Earlier this year, Facebook warned that growth in advertising revenues would slow down.
Nonetheless, Mr Zuckerberg's ambitions remain huge.
He told USA Today the firm had not made "much fanfare" about hitting the two billion figure because "we still haven't connected everyone".
"What we really care about is being able to connect everyone," he said.
The firm's rapid growth has put pressure on its ability to moderate violent and illegal content posted on its site.
The most recent high profile incident involved a man in the US posting a video of himself to the site, showing him shooting and killing an elderly man.
Last month Facebook said it was hiring 3000 extra people to moderate content on its site.
'Victim of its own success'
Facebook's continued growth was impressive, New Zealand tech expert Paul Brislen said.
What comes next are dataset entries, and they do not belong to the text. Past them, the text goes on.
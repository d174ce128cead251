//! Event mechanics for the retry queue.
//!
//! - `Event` / `EventEnvelope`: what gets published
//! - `EventBus`: best-effort pub/sub that reports whether anyone was listening
//! - `RockProcessed` / `KillTheRock`: the two signals a rock emits

pub mod bus;
pub mod envelope;
pub mod event;
pub mod in_memory_bus;
pub mod rock;

pub use bus::{Delivery, EventBus, Subscription};
pub use envelope::EventEnvelope;
pub use event::Event;
pub use in_memory_bus::{InMemoryBusError, InMemoryEventBus};
pub use rock::{KILL_THE_ROCK, KillTheRock, RockOutcome, RockProcessed};
//! Retry/backoff engine for one rock activation.
//!
//! A `Launcher` owns a single background task that runs the action, and on
//! failure waits one poll interval and runs it again, until an attempt
//! succeeds or a finite retry budget is spent. Attempts run one after the
//! other inside that task, so two attempts of the same activation can never
//! overlap no matter how long the action takes.
//!
//! Outcomes are reported as `LauncherSignal`s on an unbounded channel:
//!
//! - `Success` at most once, after which the launcher is inert
//! - `Error` after every failed attempt, with `terminal = true` on the last
//!   one when the budget ran out
//!
//! `stop()` wakes the task out of its interval wait and prevents any further
//! attempt. An attempt already in flight is not aborted; its outcome is
//! discarded instead of being signalled.

use std::sync::Arc;
use std::sync::atomic::{AtomicBool, Ordering};
use std::time::Duration;

use serde_json::Value as JsonValue;
use tokio::sync::{Notify, mpsc};
use tokio::task::JoinHandle;
use tracing::debug;

use blackrock_core::{RetryBudget, RockAction, RockId};

use crate::command::CommandExecutor;

/// How a launcher schedules its attempts.
#[derive(Debug, Clone, PartialEq, Eq)]
pub struct LaunchOptions {
    pub retries: RetryBudget,
    /// Wait one interval before the first attempt instead of firing at once.
    pub initial_delay: bool,
    pub interval: Duration,
}

impl LaunchOptions {
    pub fn new(retries: RetryBudget, interval: Duration) -> Self {
        Self {
            retries,
            initial_delay: false,
            interval,
        }
    }

    pub fn with_initial_delay(mut self, initial_delay: bool) -> Self {
        self.initial_delay = initial_delay;
        self
    }
}

/// Outcome of one attempt.
#[derive(Debug, Clone, PartialEq)]
pub enum LauncherSignal {
    Success(JsonValue),
    Error {
        error: String,
        /// Budget left after this failure.
        retries: RetryBudget,
        /// No further attempt will be scheduled.
        terminal: bool,
    },
}

#[derive(Debug, Default)]
struct LauncherState {
    stopped: AtomicBool,
    running: AtomicBool,
    wake: Notify,
}

impl LauncherState {
    fn is_stopped(&self) -> bool {
        self.stopped.load(Ordering::SeqCst)
    }

    fn stop(&self) {
        if !self.stopped.swap(true, Ordering::SeqCst) {
            // notify_one keeps a permit if the task is not waiting yet.
            self.wake.notify_one();
        }
    }

    /// Sleep for `interval`; returns false if stopped meanwhile.
    async fn pause(&self, interval: Duration) -> bool {
        if self.is_stopped() {
            return false;
        }
        tokio::select! {
            _ = tokio::time::sleep(interval) => !self.is_stopped(),
            _ = self.wake.notified() => false,
        }
    }
}

/// Handle to a running launcher. Dropping it stops the launcher.
#[derive(Debug)]
pub struct Launcher {
    state: Arc<LauncherState>,
    task: JoinHandle<()>,
}

impl Launcher {
    /// Spawn the attempt loop on the current tokio runtime.
    pub fn spawn(
        id: RockId,
        executor: Arc<dyn CommandExecutor>,
        action: RockAction,
        options: LaunchOptions,
    ) -> (Self, mpsc::UnboundedReceiver<LauncherSignal>) {
        let (tx, rx) = mpsc::unbounded_channel();
        let state = Arc::new(LauncherState::default());

        let task = tokio::spawn(run(id, executor, action, options, state.clone(), tx));

        (Self { state, task }, rx)
    }

    /// Cancel pending attempts. Safe to call any number of times.
    pub fn stop(&self) {
        self.state.stop();
    }

    /// Stopped explicitly, or finished (success or spent budget).
    pub fn is_stopped(&self) -> bool {
        self.state.is_stopped()
    }

    /// An attempt is executing right now.
    pub fn is_running(&self) -> bool {
        self.state.running.load(Ordering::SeqCst)
    }

    /// The background task has exited.
    pub fn is_finished(&self) -> bool {
        self.task.is_finished()
    }
}

impl Drop for Launcher {
    fn drop(&mut self) {
        self.state.stop();
    }
}

async fn run(
    id: RockId,
    executor: Arc<dyn CommandExecutor>,
    action: RockAction,
    options: LaunchOptions,
    state: Arc<LauncherState>,
    signals: mpsc::UnboundedSender<LauncherSignal>,
) {
    let mut retries = options.retries;

    if options.initial_delay {
        if !state.pause(options.interval).await {
            return;
        }
    } else {
        // First attempt on the next scheduler tick.
        tokio::task::yield_now().await;
    }

    loop {
        if state.is_stopped() {
            return;
        }

        debug!(rock_id = %id, action = %action.name, retries_remaining = %retries, "launching attempt");
        state.running.store(true, Ordering::SeqCst);
        let outcome = executor.execute(&action.name, action.args.clone()).await;
        state.running.store(false, Ordering::SeqCst);

        if state.is_stopped() {
            debug!(rock_id = %id, "launcher stopped during attempt; discarding outcome");
            return;
        }

        match outcome {
            Ok(result) => {
                state.stop();
                let _ = signals.send(LauncherSignal::Success(result));
                return;
            }
            Err(err) => {
                let rearm = retries.consume_failure();
                if !rearm {
                    state.stop();
                }
                let _ = signals.send(LauncherSignal::Error {
                    error: err.to_string(),
                    retries,
                    terminal: !rearm,
                });
                if !rearm {
                    return;
                }
            }
        }

        if !state.pause(options.interval).await {
            return;
        }
    }
}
"To hit two billion users and to have consistent growth as it is at the moment; having 17 percent growth year on year, growing at fastest rate since 2012 - that is quite remarkable in what I would have thought of as a mature market," he said.
But the social network had become a victim of its own success too, Mr Brislen said.
"My concern is really that Facebook doesn't really know that it is the future of publishing and yet that is exactly what it is. It refuses to play the part of a media publishing house when in fact what it has managed to do is destroy the media publishing business."
And the ease of use meant negative and potentially dangerous communities had just as much of a chance of establishing themselves, and Facebook had done a poor job of policing them, Mr Brislen said.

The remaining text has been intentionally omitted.